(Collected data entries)
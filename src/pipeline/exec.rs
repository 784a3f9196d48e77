//! Spawns validated stages as a connected process chain and collects output.
//!
//! Stage `i`'s stdin is wired directly to stage `i-1`'s stdout pipe, so the
//! stages run concurrently and back-pressure flows through the OS pipe.  Each
//! captured stream (every stage's stderr, the final stage's stdout) is drained
//! on its own reader thread while the stages run; draining after completion
//! would deadlock once a stage writes more than one pipe buffer of errors.

use std::io::Read;
use std::process::{Child, ChildStdout, Command, Stdio};
use std::thread;
use std::time::{Duration, Instant};

use serde::Serialize;
use wait_timeout::ChildExt;

use crate::pipeline::error::PipelineError;
use crate::pipeline::policy::Policy;
use crate::pipeline::split::Stage;

/// Per-stream capture cap.  Output beyond this is discarded and the
/// truncation is marked in the aggregated text.
const MAX_CAPTURE_BYTES: usize = 1024 * 1024;

const TRUNCATION_MARK: &str = "[output truncated]";

/// The outcome of one successful pipeline run.
#[derive(Debug, Serialize)]
pub struct ExecutionResult {
    /// Final-stage stdout followed by each stage's stderr, stderr lines
    /// prefixed with `Error:`, stages in pipeline order.
    pub output: String,
    /// `true` when every stage exited with status zero.
    pub success: bool,
    /// Per-stage exit statuses, in pipeline order.
    pub statuses: Vec<i32>,
}

struct Captured {
    text: String,
    truncated: bool,
}

/// Drain a stream on its own thread, keeping at most `MAX_CAPTURE_BYTES`.
/// The stream is always read to EOF so the writing process never blocks.
fn spawn_capture<R: Read + Send + 'static>(mut stream: R) -> thread::JoinHandle<Captured> {
    thread::spawn(move || {
        let mut chunk = [0u8; 8192];
        let mut data = Vec::new();
        let mut truncated = false;
        loop {
            match stream.read(&mut chunk) {
                Ok(0) => break,
                Ok(n) => {
                    let room = MAX_CAPTURE_BYTES.saturating_sub(data.len());
                    let take = n.min(room);
                    data.extend_from_slice(&chunk[..take]);
                    if take < n {
                        truncated = true;
                    }
                }
                Err(_) => break,
            }
        }
        Captured {
            text: String::from_utf8_lossy(&data).into_owned(),
            truncated,
        }
    })
}

/// Terminate and reap every child, ignoring already-exited ones.
fn kill_all(children: &mut [Child]) {
    for child in children.iter_mut() {
        let _ = child.kill();
    }
    for child in children.iter_mut() {
        let _ = child.wait();
    }
}

/// Map an exit status to a code, translating signal deaths to 128+N on Unix.
fn exit_code_from_status(status: std::process::ExitStatus) -> i32 {
    #[cfg(unix)]
    {
        use std::os::unix::process::ExitStatusExt;
        status
            .code()
            .unwrap_or_else(|| status.signal().map_or(1, |s| 128 + s))
    }
    #[cfg(not(unix))]
    {
        status.code().unwrap_or(1)
    }
}

fn spawn_error(stage: &Stage, source: std::io::Error) -> PipelineError {
    PipelineError::Spawn {
        index: stage.index,
        program: stage.program().to_string(),
        source,
    }
}

/// Spawn the stages as a connected chain.
///
/// Returns the children plus the final stage's stdout pipe.  If any spawn
/// fails, every already-spawned stage is terminated and reaped first.
fn spawn_chain(stages: &[Stage]) -> Result<(Vec<Child>, Option<ChildStdout>), PipelineError> {
    let mut children: Vec<Child> = Vec::with_capacity(stages.len());
    let mut prev_stdout: Option<ChildStdout> = None;

    for stage in stages {
        let mut cmd = Command::new(stage.program());
        cmd.args(&stage.argv[1..]);
        match prev_stdout.take() {
            Some(upstream) => cmd.stdin(Stdio::from(upstream)),
            // Stage 0 serves a non-interactive caller: never wait on a TTY.
            None => cmd.stdin(Stdio::null()),
        };
        cmd.stdout(Stdio::piped()).stderr(Stdio::piped());

        let mut child = match cmd.spawn() {
            Ok(c) => c,
            Err(e) => {
                kill_all(&mut children);
                return Err(spawn_error(stage, e));
            }
        };
        prev_stdout = child.stdout.take();
        children.push(child);
    }

    Ok((children, prev_stdout))
}

/// Validate every stage against `policy`, then run the pipeline with a
/// wall-clock budget of `timeout`.
///
/// # Errors
///
/// - [`PipelineError::PolicyViolation`] before anything is spawned, if any
///   stage's text fails the prefix check.
/// - [`PipelineError::Timeout`] when the pipeline outlives its budget; every
///   still-running stage has been terminated and reaped.
/// - [`PipelineError::Spawn`] when a stage's program cannot be started or
///   awaited.
/// - [`PipelineError::StageFailed`] when any stage exits non-zero, carrying
///   the first failing stage's position, program, code, and captured stderr.
pub fn execute(
    stages: &[Stage],
    policy: &Policy,
    timeout: Duration,
) -> Result<ExecutionResult, PipelineError> {
    if stages.is_empty() {
        return Err(PipelineError::Malformed("empty pipeline".to_string()));
    }
    policy.validate(stages)?;

    let (mut children, last_stdout) = spawn_chain(stages)?;

    // Start draining before waiting: a stage that fills a pipe buffer with
    // stderr would otherwise never exit.
    let mut stderr_readers = Vec::with_capacity(children.len());
    for i in 0..children.len() {
        match children[i].stderr.take() {
            Some(pipe) => stderr_readers.push(spawn_capture(pipe)),
            None => {
                kill_all(&mut children);
                return Err(spawn_error(
                    &stages[i],
                    std::io::Error::other("stderr not captured"),
                ));
            }
        }
    }
    let stdout_reader = match last_stdout {
        Some(pipe) => spawn_capture(pipe),
        None => {
            kill_all(&mut children);
            let last = stages.len() - 1;
            return Err(spawn_error(
                &stages[last],
                std::io::Error::other("stdout not captured"),
            ));
        }
    };

    // Wait for the whole chain against one shared deadline.
    let started = Instant::now();
    let mut statuses = Vec::with_capacity(children.len());
    let mut timed_out = false;
    for i in 0..children.len() {
        let remaining = timeout.saturating_sub(started.elapsed());
        match children[i].wait_timeout(remaining) {
            Ok(Some(status)) => statuses.push(exit_code_from_status(status)),
            Ok(None) => {
                timed_out = true;
                break;
            }
            Err(e) => {
                kill_all(&mut children);
                return Err(spawn_error(&stages[i], e));
            }
        }
    }
    if timed_out {
        kill_all(&mut children);
        // Reader threads see EOF once the children are reaped.
        for reader in stderr_readers {
            let _ = reader.join();
        }
        let _ = stdout_reader.join();
        return Err(PipelineError::Timeout { timeout });
    }

    let join_err = |stage: &Stage| {
        spawn_error(stage, std::io::Error::other("output reader thread panicked"))
    };
    let mut stage_errors = Vec::with_capacity(stderr_readers.len());
    for (reader, stage) in stderr_readers.into_iter().zip(stages) {
        stage_errors.push(reader.join().map_err(|_| join_err(stage))?);
    }
    let final_stdout = stdout_reader
        .join()
        .map_err(|_| join_err(&stages[stages.len() - 1]))?;

    // Failure carries the first non-zero stage in pipeline order; later
    // stages may still have run to completion since the chain is
    // pipe-connected, not sequentially gated.
    if let Some((index, &code)) = statuses.iter().enumerate().find(|&(_, &c)| c != 0) {
        return Err(PipelineError::StageFailed {
            index,
            program: stages[index].program().to_string(),
            code,
            stderr: stage_errors[index].text.clone(),
        });
    }

    Ok(build_result(&final_stdout, &stage_errors, &statuses))
}

/// Aggregate captured streams: final-stage stdout first, then each stage's
/// stderr with every line prefixed `Error:`, stages in pipeline order.
fn build_result(final_stdout: &Captured, stage_errors: &[Captured], statuses: &[i32]) -> ExecutionResult {
    let mut output = String::new();
    output.push_str(&final_stdout.text);
    if final_stdout.truncated {
        output.push_str(TRUNCATION_MARK);
        output.push('\n');
    }
    for captured in stage_errors {
        for line in captured.text.lines() {
            output.push_str("Error: ");
            output.push_str(line);
            output.push('\n');
        }
        if captured.truncated {
            output.push_str("Error: ");
            output.push_str(TRUNCATION_MARK);
            output.push('\n');
        }
    }

    ExecutionResult {
        output,
        success: statuses.iter().all(|&c| c == 0),
        statuses: statuses.to_vec(),
    }
}
//! Centralised toolbelt user-directory resolution.
//!
//! When `TOOLBELT_HOME` is set, it replaces **all** platform-native user
//! directories (config and data alike).  Project-local `.toolbelt/`
//! directories are unaffected.
//!
//! Priority for the user-level base directory:
//!   1. `TOOLBELT_HOME` env var (if set and non-empty)
//!   2. `dirs::config_dir().map(|d| d.join("toolbelt"))` (platform default)
//!
//! For the memory directory, `TOOLBELT_MEMORY_DIR` applies on top; see
//! `config::load`.

use std::path::PathBuf;

/// Return the `TOOLBELT_HOME` path when set and non-empty, otherwise fall
/// through to the platform-native `dirs_fallback`.
fn resolve_user_path(dirs_fallback: Option<PathBuf>) -> Option<PathBuf> {
    if let Ok(home) = std::env::var("TOOLBELT_HOME")
        && !home.is_empty()
    {
        return Some(PathBuf::from(home));
    }
    dirs_fallback
}

/// Returns the toolbelt user-level config directory.
///
/// This is the single source of truth for user-level config paths
/// (`config.toml`).
pub fn user_dir() -> Option<PathBuf> {
    resolve_user_path(dirs::config_dir().map(|d| d.join("toolbelt")))
}

/// Returns the base directory for data files (the memory directory lives
/// under it by default).
///
/// When `TOOLBELT_HOME` is set, identical to `user_dir()`.
pub fn user_data_dir() -> Option<PathBuf> {
    resolve_user_path(dirs::data_local_dir().map(|d| d.join("toolbelt")))
}

#[cfg(test)]
#[allow(clippy::unwrap_used)]
mod tests {
    use serial_test::serial;

    use super::*;

    fn set_home(val: &str) {
        // SAFETY: test-only env mutation; #[serial] prevents races.
        unsafe { std::env::set_var("TOOLBELT_HOME", val) };
    }

    fn clear_home() {
        unsafe { std::env::remove_var("TOOLBELT_HOME") };
    }

    #[test]
    #[serial]
    fn user_dir_uses_toolbelt_home_when_set() {
        set_home("/custom/toolbelt/home");
        let result = user_dir();
        clear_home();
        assert_eq!(result, Some(PathBuf::from("/custom/toolbelt/home")));
    }

    #[test]
    #[serial]
    fn user_dir_ignores_empty_toolbelt_home() {
        set_home("");
        let result = user_dir();
        clear_home();
        if let Some(p) = result {
            assert_ne!(p, PathBuf::from(""));
        }
    }

    #[test]
    #[serial]
    fn user_data_dir_uses_toolbelt_home_when_set() {
        set_home("/custom/toolbelt/home");
        let result = user_data_dir();
        clear_home();
        assert_eq!(result, Some(PathBuf::from("/custom/toolbelt/home")));
    }

    #[test]
    #[serial]
    fn user_dir_fallback_matches_dirs_crate() {
        clear_home();
        let via_paths = user_dir();
        let via_dirs = dirs::config_dir().map(|d| d.join("toolbelt"));
        assert_eq!(via_paths, via_dirs);
    }

    #[test]
    #[serial]
    fn both_dirs_agree_when_toolbelt_home_set() {
        set_home("/unified/home");
        let config = user_dir();
        let data = user_data_dir();
        clear_home();
        assert_eq!(config, data);
        assert_eq!(config, Some(PathBuf::from("/unified/home")));
    }
}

(Task statement)
Check every line in the entries for the word "otherwise". State how many have it, with no other text.

(Task solution)
2